We studied this at college and I may be completely wrong but, I always thought that the reference about their words having forked no lightning, means that they still fight the unavoidable, (even though they are wise enough to know death is inevitable), because they know their lives had no impact on the world.
Yes, the whole theme is fighting (raging against) letting go easily even though the speaker knows it will do no good... some of
it seems to be about regret, too... I'm planning to go read it again, too, @Trish !
 

BTW, I did not mean rage as in anger. I mean rage as in passion to do something, make something, be something, fix something.
Leave some corner of the world a better place than you found it, if possible.

Plant a tree of some kind, either physical or metaphorical.
 

What an excellent thread--------
I cannot recall ever being in a "rage".

I have been confronted by two people , raging to me about something they felt a friend of mine had done to them.:rolleyes:

I figure let them raise their blood pressure over something that does not even involve me.

One , a man I knew well, I calmed down- there was no basis for his anger, and the other one, a woman running our fire auxiliary, , was caught by our fire chief, screaming at me and threatening to go after a friend of mine. Why-I don't know.

I told the friend, our best ambulance driver, and he waited to see her at our next drill, to see why she as so angry with him, and she was very nice to him and never brought up her problem with him. He had done nothing wrong.:unsure:

People like that are often projecting onto others, something raging within themselves, that has nothing to do with their rages.

I am not easily intimidated either. Some people are so mentally lacking in any form of insight, that they yearn to find innocent victims of their rages.
 
We studied this at college and I may be completely wrong but, I always thought that the reference about their words having forked no lightning, means that they still fight the unavoidable, (even though they are wise enough to know death is inevitable), because they know their lives had no impact on the world.

I am glad this came up because I now want to dig that out and read it again! :)

The beginning word "though" might point out the contradiction. Interesting discussion.
 
BTW, I did not mean rage as in anger. I mean rage as in passion to do something, make something, be something, fix something.
Leave some corner of the world a better place than you found it, if possible.

Plant a tree of some kind, either physical or metaphorical.
Having spent 10 years at building a local animal welfare and rescue, and mostly using my own money for it, I feel no more "rage"....
 
We studied this at college and I may be completely wrong but, I always thought that the reference about their words having forked no lightning, means that they still fight the unavoidable, (even though they are wise enough to know death is inevitable), because they know their lives had no impact on the world.

I am glad this came up because I now want to dig that out and read it again! :)
Where poetry is concerned, if it isn't a limerick, I probly don't understand it.
 
Easy question! I keep exercising, reading, walking outside, keep up with my girl friend and I love to travel. In 2023 it was 2 months in Cuba and then it was Washington, DC in October.

Right now doing a lot of reading and research on a cruise to Alaska.

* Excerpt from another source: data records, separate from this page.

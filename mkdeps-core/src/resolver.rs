//! Build unit resolution.
//!
//! The resolver turns root identifiers into the closure of reachable units.
//! [`GoListResolver`] drives `go list -json -deps`; [`StaticResolver`] serves a
//! fixed unit list for library users and tests.
//!
//! # Architecture
//!
//! ```text
//! ResolveRequest -> UnitResolver -> Vec<BuildUnit> -> GraphBuilder
//! ```

use crate::error::{CoreError, Result};
use crate::types::{BuildUnit, ModuleInfo};
use serde::Deserialize;
use std::collections::HashSet;
use std::path::PathBuf;
use std::process::Stdio;
use std::time::Duration;
use tokio::process::Command;

/// Default time allowed for resolution.
pub const DEFAULT_TIMEOUT: Duration = Duration::from_secs(120);

/// Everything a resolver needs for one run.
#[derive(Debug, Clone)]
pub struct ResolveRequest {
    /// Root identifiers or patterns, as given on the command line.
    pub roots: Vec<String>,
    /// Directory the toolchain runs in; output paths are relative to it.
    pub base_dir: PathBuf,
    /// Build tags passed to the toolchain.
    pub tags: Vec<String>,
    /// Upper bound for the whole resolution.
    pub timeout: Duration,
    /// Accepted for compatibility; has no effect on the graph.
    pub include_tests: bool,
}

impl ResolveRequest {
    pub fn new(roots: Vec<String>, base_dir: impl Into<PathBuf>) -> Self {
        Self {
            roots,
            base_dir: base_dir.into(),
            tags: Vec::new(),
            timeout: DEFAULT_TIMEOUT,
            include_tests: false,
        }
    }
}

/// Loads build units reachable from a set of roots.
///
/// Implementations flag requested units with `is_root` and fail with
/// [`CoreError::UnitNotFound`] when a root cannot be loaded and with
/// [`CoreError::ResolveTimeout`] when `request.timeout` expires.
#[allow(async_fn_in_trait)]
pub trait UnitResolver {
    async fn resolve(&self, request: &ResolveRequest) -> Result<Vec<BuildUnit>>;
}

// ============================================================================
// go list
// ============================================================================

/// Resolver backed by `go list -e -json -deps`.
#[derive(Debug, Clone)]
pub struct GoListResolver {
    go: PathBuf,
}

impl Default for GoListResolver {
    fn default() -> Self {
        Self::new("go")
    }
}

impl GoListResolver {
    pub fn new(go: impl Into<PathBuf>) -> Self {
        Self { go: go.into() }
    }

    /// Arguments passed to the go binary for `request`.
    pub fn command_args(request: &ResolveRequest) -> Vec<String> {
        let mut args = vec![
            "list".to_string(),
            "-e".to_string(),
            "-json".to_string(),
            "-deps".to_string(),
        ];
        if !request.tags.is_empty() {
            args.push("-tags".to_string());
            args.push(request.tags.join(","));
        }
        args.push("--".to_string());
        args.extend(request.roots.iter().cloned());
        args
    }
}

impl UnitResolver for GoListResolver {
    async fn resolve(&self, request: &ResolveRequest) -> Result<Vec<BuildUnit>> {
        if request.roots.is_empty() {
            return Err(CoreError::NoRoots);
        }
        if request.include_tests {
            tracing::debug!("test packages requested; they are not part of the graph");
        }

        let args = Self::command_args(request);
        tracing::debug!(
            go = %self.go.display(),
            dir = %request.base_dir.display(),
            ?args,
            "running go list"
        );

        let child = Command::new(&self.go)
            .args(&args)
            .current_dir(&request.base_dir)
            // go reports Dir and GoMod under $PWD when it names the working directory
            .env("PWD", &request.base_dir)
            .stdin(Stdio::null())
            .stdout(Stdio::piped())
            .stderr(Stdio::piped())
            .kill_on_drop(true)
            .spawn()
            .map_err(|e| CoreError::Resolve {
                message: format!("failed to run {}: {}", self.go.display(), e),
            })?;

        // Dropping the future on timeout drops the child, which kills it.
        let output = match tokio::time::timeout(request.timeout, child.wait_with_output()).await {
            Ok(output) => output?,
            Err(_) => {
                return Err(CoreError::ResolveTimeout {
                    timeout: request.timeout,
                })
            }
        };

        let stderr = String::from_utf8_lossy(&output.stderr);
        let packages = parse_go_list(&output.stdout)?;

        if !output.status.success() {
            if packages.is_empty() {
                let message = if stderr.trim().is_empty() {
                    format!("go list exited with {}", output.status)
                } else {
                    stderr.trim().to_string()
                };
                return Err(CoreError::Resolve { message });
            }
            tracing::warn!("go list exited with {}: {}", output.status, stderr.trim());
        } else if !stderr.trim().is_empty() {
            tracing::warn!("go list: {}", stderr.trim());
        }

        let units = into_units(packages)?;
        tracing::debug!("go list resolved {} packages", units.len());
        Ok(units)
    }
}

/// One package object from `go list -json`.
#[derive(Debug, Deserialize)]
#[serde(rename_all = "PascalCase")]
struct GoPackage {
    #[serde(default)]
    dir: Option<PathBuf>,
    import_path: String,
    #[serde(default)]
    name: String,
    #[serde(default)]
    go_files: Vec<String>,
    #[serde(default)]
    cgo_files: Vec<String>,
    #[serde(default)]
    imports: Vec<String>,
    #[serde(default)]
    module: Option<GoModule>,
    #[serde(default)]
    dep_only: bool,
    #[serde(default)]
    error: Option<GoPackageError>,
}

#[derive(Debug, Deserialize)]
#[serde(rename_all = "PascalCase")]
struct GoModule {
    path: String,
    #[serde(default)]
    go_mod: Option<PathBuf>,
}

#[derive(Debug, Deserialize)]
#[serde(rename_all = "PascalCase")]
struct GoPackageError {
    err: String,
}

/// Decode the concatenated JSON objects `go list -json` writes.
fn parse_go_list(stdout: &[u8]) -> Result<Vec<GoPackage>> {
    serde_json::Deserializer::from_slice(stdout)
        .into_iter::<GoPackage>()
        .map(|pkg| pkg.map_err(CoreError::from))
        .collect()
}

fn into_units(packages: Vec<GoPackage>) -> Result<Vec<BuildUnit>> {
    let mut units = Vec::with_capacity(packages.len());

    for pkg in packages {
        let is_root = !pkg.dep_only;
        if let Some(error) = &pkg.error {
            if is_root {
                return Err(CoreError::UnitNotFound {
                    unit: pkg.import_path,
                    reason: error.err.trim().to_string(),
                });
            }
            tracing::warn!("package {}: {}", pkg.import_path, error.err.trim());
        }

        let dir = pkg.dir.unwrap_or_default();
        let files = pkg
            .go_files
            .iter()
            .chain(pkg.cgo_files.iter())
            .map(|f| dir.join(f))
            .collect();

        let module = pkg.module.map(|m| ModuleInfo {
            path: m.path,
            descriptor: m.go_mod.unwrap_or_default(),
        });

        units.push(BuildUnit {
            id: pkg.import_path,
            kind: pkg.name,
            files,
            imports: pkg.imports,
            module,
            is_root,
        });
    }

    Ok(units)
}

// ============================================================================
// Static
// ============================================================================

/// Resolver over a fixed set of units.
///
/// Requested roots are looked up by identifier and flagged; every other unit
/// is returned as a dependency.
#[derive(Debug, Clone, Default)]
pub struct StaticResolver {
    units: Vec<BuildUnit>,
    delay: Option<Duration>,
}

impl StaticResolver {
    pub fn new(units: Vec<BuildUnit>) -> Self {
        Self { units, delay: None }
    }

    /// Simulate a slow toolchain.
    pub fn with_delay(mut self, delay: Duration) -> Self {
        self.delay = Some(delay);
        self
    }

    async fn load(&self, request: &ResolveRequest) -> Result<Vec<BuildUnit>> {
        if let Some(delay) = self.delay {
            tokio::time::sleep(delay).await;
        }

        let known: HashSet<&str> = self.units.iter().map(|u| u.id.as_str()).collect();
        if let Some(missing) = request.roots.iter().find(|r| !known.contains(r.as_str())) {
            return Err(CoreError::UnitNotFound {
                unit: missing.clone(),
                reason: "no such package".to_string(),
            });
        }

        let requested: HashSet<&str> = request.roots.iter().map(String::as_str).collect();
        Ok(self
            .units
            .iter()
            .cloned()
            .map(|mut unit| {
                unit.is_root = requested.contains(unit.id.as_str());
                unit
            })
            .collect())
    }
}

impl UnitResolver for StaticResolver {
    async fn resolve(&self, request: &ResolveRequest) -> Result<Vec<BuildUnit>> {
        if request.roots.is_empty() {
            return Err(CoreError::NoRoots);
        }
        tokio::time::timeout(request.timeout, self.load(request))
            .await
            .map_err(|_| CoreError::ResolveTimeout {
                timeout: request.timeout,
            })?
    }
}
//! Go-style duration strings (`90s`, `1m30s`, `1.5h`, `250ms`).

use std::time::Duration;

const NANOS_PER_UNIT: &[(&str, f64)] = &[
    ("ns", 1.0),
    ("us", 1e3),
    ("µs", 1e3),
    ("μs", 1e3),
    ("ms", 1e6),
    ("s", 1e9),
    ("m", 60e9),
    ("h", 3600e9),
];

/// Parse a duration such as `2m` or `1h15m30.5s`.
///
/// Every number needs a unit, except a bare `0`.
pub fn parse_duration(s: &str) -> Result<Duration, String> {
    let input = s.trim();
    if input.is_empty() {
        return Err("duration cannot be empty".to_string());
    }
    if input == "0" {
        return Ok(Duration::ZERO);
    }

    let invalid = || format!("'{}' is not a valid duration (e.g. 90s, 1m30s, 500ms)", s);

    let mut nanos = 0f64;
    let mut rest = input;
    while !rest.is_empty() {
        let num_end = rest
            .find(|c: char| !(c.is_ascii_digit() || c == '.'))
            .unwrap_or(rest.len());
        if num_end == 0 {
            return Err(invalid());
        }
        let value: f64 = rest[..num_end].parse().map_err(|_| invalid())?;
        rest = &rest[num_end..];

        let unit_end = rest
            .find(|c: char| c.is_ascii_digit() || c == '.')
            .unwrap_or(rest.len());
        let unit = &rest[..unit_end];
        if unit.is_empty() {
            return Err(format!("missing unit in duration '{}'", s));
        }
        let scale = NANOS_PER_UNIT
            .iter()
            .find(|(name, _)| *name == unit)
            .map(|(_, scale)| *scale)
            .ok_or_else(|| format!("unknown unit '{}' in duration '{}'", unit, s))?;

        nanos += value * scale;
        rest = &rest[unit_end..];
    }

    if !nanos.is_finite() || nanos > u64::MAX as f64 {
        return Err(format!("duration '{}' is out of range", s));
    }
    Ok(Duration::from_nanos(nanos.round() as u64))
}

You want to "keep the ole' man out"; you gotta to stay positive and you gotta stay active. Don't sit around and gathering rust or you'll seize up!
 
The forecast was for rain all morning and all day. It's still raining out now.
So I decided to exercise inside this morning and was trying to get motivated to start.
I looked outside before the rain started. A guy was walking his dog, and a woman was out walking.

I recalled earlier days when I ran in all types of weather. Those days are long gone. I thought of this thread.
That's what the dying of the light is. Facing the inevitable that is coming to all of us, but raging against it to keep going.

That's what my exercise is, meager as it is these days, raging against that dying of the light.

I did my warmups, and then did my exercise.